A Monday, Having a Monday, on a Monday

Being Tired At The Start of The Week

This post is not meant to diagnose, treat, or save you from mental illness, if you or someone you love is in danger, please get help. You can text HOME to 741741 to be connected with a crisis counselor. I personally have. You can also call or text 988 for suicide and crisis help.
http://www.cdc.gov/suicide/facts

Today I am tired, I cannot find my energy. I guess that’s why most people hate Monday’s: they are the start of an old routine. People thrive on routine, but it can become mundane and boring. Same goes for Monday’s. I was always sad as a child because people constantly made fun of my last name: Monday. They would say things like “hey Monday! What happened to Tuesday?” Adults would comment that “Nobody likes Mondays”, not in reference to my last name, but it still hurt none the less. Also, let’s not forget everyones favorite orange cat Garfield, who based most of his personality on hating the drag of Mondays.

So why is it so hard to get back into a routine? What makes it so rough? Is it the getting back to the mundane that is so hard? I am still trying to answer these questions for myself. Is it the medications for my Bipolar 1 and anxiety that make getting up and moving so hard? Or am I just like everyone else and I just hate that Monday morning alarm? Whatever the reason, I can’t help but think it isn’t just me, and that’s comforting. Just like a routine is comforting. Breaking the routine can be fun and exciting; doing the things you want to do instead of all the things you have to do. However, it takes much more effort to find your grove when you do go back to that routine. Mental health for me includes a very healthy, consistent schedule. Although, there are still instances where I have to wake up earlier or stay up later, and it’s hard to prioritize.

This weekend we had two birthday parties; I felt inclined and excited to attend both parties at my best. However, this meant throwing off my entire routine and schedule that I live by. These parties were both not involving any kind of risky behaviors, however they were still very fun, time consuming, and mentally/physically exhausting. The social aspect alone drained my cup. Not to mention the running around type errands before hand, setting up for the one party and then cleaning up to make it to the other. Don’t get me wrong, I love both hosting and attending parties, but boy does it make Monday morning all the more difficult.

Some people don’t live the Monday through Friday routine and I understand that. However, everyone has their “Monday’s”: the day you have to go back to work, your “normal” routine, or the day you wake up needing to accomplish tasks that have to be done. Maybe it’s just one day you have to wake up for that you are dreading. The want to stay in bed washes over you like hunger: it’s almost a bodily need, a craving. Depression doesn’t make this feeling anything but worse, neither does insomnia. So what do we do? What coping skills can we use to get through a Monday? I know for me it is having the proper alarms set, coffee pot ready, clothes I like laid out for the day and a schedule prepared for all of the things I have to do hour by hour. I almost have to both self care and micromanage myself into getting up. I also have to promise myself that I will do one thing that day that I will find joy in. It can be something small like stopping at a store I like, taking my coffee with me for the day, getting to watch my favorite show when it’s all over, or getting to crawl back in bed a little earlier that night.

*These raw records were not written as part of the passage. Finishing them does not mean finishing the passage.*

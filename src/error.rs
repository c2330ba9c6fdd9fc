use std::{
  fmt::{self, Display},
  result,
};

/// This is a specialized Result, similar to std::io::Result
pub type Result<T> = result::Result<T, Error>;

/// Everything that can go wrong between a received step message and the
/// dataset on disk.
#[derive(Debug)]
pub enum Error {
  /// The DDS layer refused to create an entity or failed to read / write.
  Dds { reason: String },
  /// The message does not carry a field the dataset schema asks for.
  MissingField { message: &'static str, field: String },
  /// A step does not conform to the declared dataset features.
  SchemaMismatch { feature: String, reason: String },
  /// Writing dataset files failed.
  Io(std::io::Error),
  /// A record could not be encoded for the backend.
  Serialization { reason: String },
  /// Invalid configuration value.
  Config { reason: String },
}

impl Error {
  pub fn schema_mismatch<T>(feature: &str, reason: &str) -> Result<T> {
    Err(Error::SchemaMismatch {
      feature: feature.to_string(),
      reason: reason.to_string(),
    })
  }

  pub fn config<T>(reason: &str) -> Result<T> {
    Err(Error::Config {
      reason: reason.to_string(),
    })
  }

  /// Errors that concern a single message only. The node keeps running after
  /// these; anything else stops it.
  pub fn is_per_message(&self) -> bool {
    matches!(
      self,
      Error::MissingField { .. } | Error::SchemaMismatch { .. } | Error::Serialization { .. }
    )
  }
}

impl Display for Error {
  fn fmt(&self, formatter: &mut fmt::Formatter) -> fmt::Result {
    match self {
      Error::Dds { reason } => write!(formatter, "DDS error: {}", reason),
      Error::MissingField { message, field } => {
        write!(formatter, "{} message has no field '{}'", message, field)
      }
      Error::SchemaMismatch { feature, reason } => {
        write!(formatter, "feature '{}' does not match schema: {}", feature, reason)
      }
      Error::Io(e) => write!(formatter, "io::Error: {}", e),
      Error::Serialization { reason } => write!(formatter, "serialization failed: {}", reason),
      Error::Config { reason } => write!(formatter, "bad configuration: {}", reason),
    }
  }
}

impl std::error::Error for Error {
  fn source(&self) -> Option<&(dyn std::error::Error + 'static)> {
    match self {
      Error::Io(e) => Some(e),
      _ => None,
    }
  }
}

impl From<std::io::Error> for Error {
  fn from(ioerr: std::io::Error) -> Error {
    Error::Io(ioerr)
  }
}

impl From<serde_json::Error> for Error {
  fn from(e: serde_json::Error) -> Error {
    Error::Serialization {
      reason: e.to_string(),
    }
  }
}

/// Maps any `rustdds` error into [`Error::Dds`], keeping its debug text.
pub(crate) fn dds_error<E: fmt::Debug>(e: E) -> Error {
  Error::Dds {
    reason: format!("{:?}", e),
  }
}
//! The bits of ROS2 the recorder needs on top of plain DDS.
//!
//! ROS2 nodes are not DDS entities. A node becomes visible to the ROS2 graph
//! only when its participant publishes a `ParticipantEntitiesInfo` sample on
//! `ros_discovery_info` listing the node together with the gids of its
//! readers and writers.
//!
//! ```no_run
//! use rustdds::DomainParticipant;
//! use rtx_recorder::ros2::{builtin_datatypes::NodeEntitiesInfo, RosParticipant};
//!
//! let domain_participant = DomainParticipant::new(0).unwrap();
//! let mut ros_participant = RosParticipant::new(&domain_participant).unwrap();
//!
//! // announce, then retract on the way out
//! let node_info = NodeEntitiesInfo::new("/", "some_node");
//! ros_participant.add_node_info(node_info.clone());
//! ros_participant.remove_node_info(&node_info);
//! ```

/// Some builtin datatypes needed for ROS2 communication
pub mod builtin_datatypes;
/// Some convenience topic infos for ROS2 communication
pub mod builtin_topics;

pub(crate) mod ros_node;

pub use ros_node::*;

There are times however, that we all have a Monday: the day we try so hard on, but nothing seems to go right. The days where we feel like we can’t accomplish anything right and everything is just a big giant waste of time. I can tell you that today I cannot seem to find my groove, my moxie, my “I can do it” attitude. It feels like everything that everything I do is one step forward and two steps back. Mental health can really be like this all the time: as soon as you find a good therapist, you have to find another one for example. Or as soon as you feel like you are on the right medication, you then have to up the dose or change that medication due to side effects. Maybe you are going along strong and one setback brings you back down to your beginning. Just like a Monday, it can be so hard to stand back up again and keep trying. I am not going to sugar coat it for you, it is a struggle everyday. But a friend told me recently that you can change that perspective; you can flip your hardship around into a good thing. We can change Monday to the day we GET to wake up, the day we GET to get ready for, a day we can be thankful for all of the things we have to do, because at least we are alive to do them.

My friend told me that it is all about finding the glimmer! A glimmer is the good things, the good moments in your day that make it better. Instead of always focusing on your triggers, we can instead focus on our perseverance, our strengths, our blessings, our mini accomplishments, the beauty in the little things, the comforts that keep us whole. Try to remember this when you feel like you are “having a Monday”, when you are going around wishing for a “Fri-yay”. Remember that it is not all about the trauma, but instead the growth and the hurdles that you have jumped over and through. You are making it, you are doing it, even if it’s hard. I am proud of you.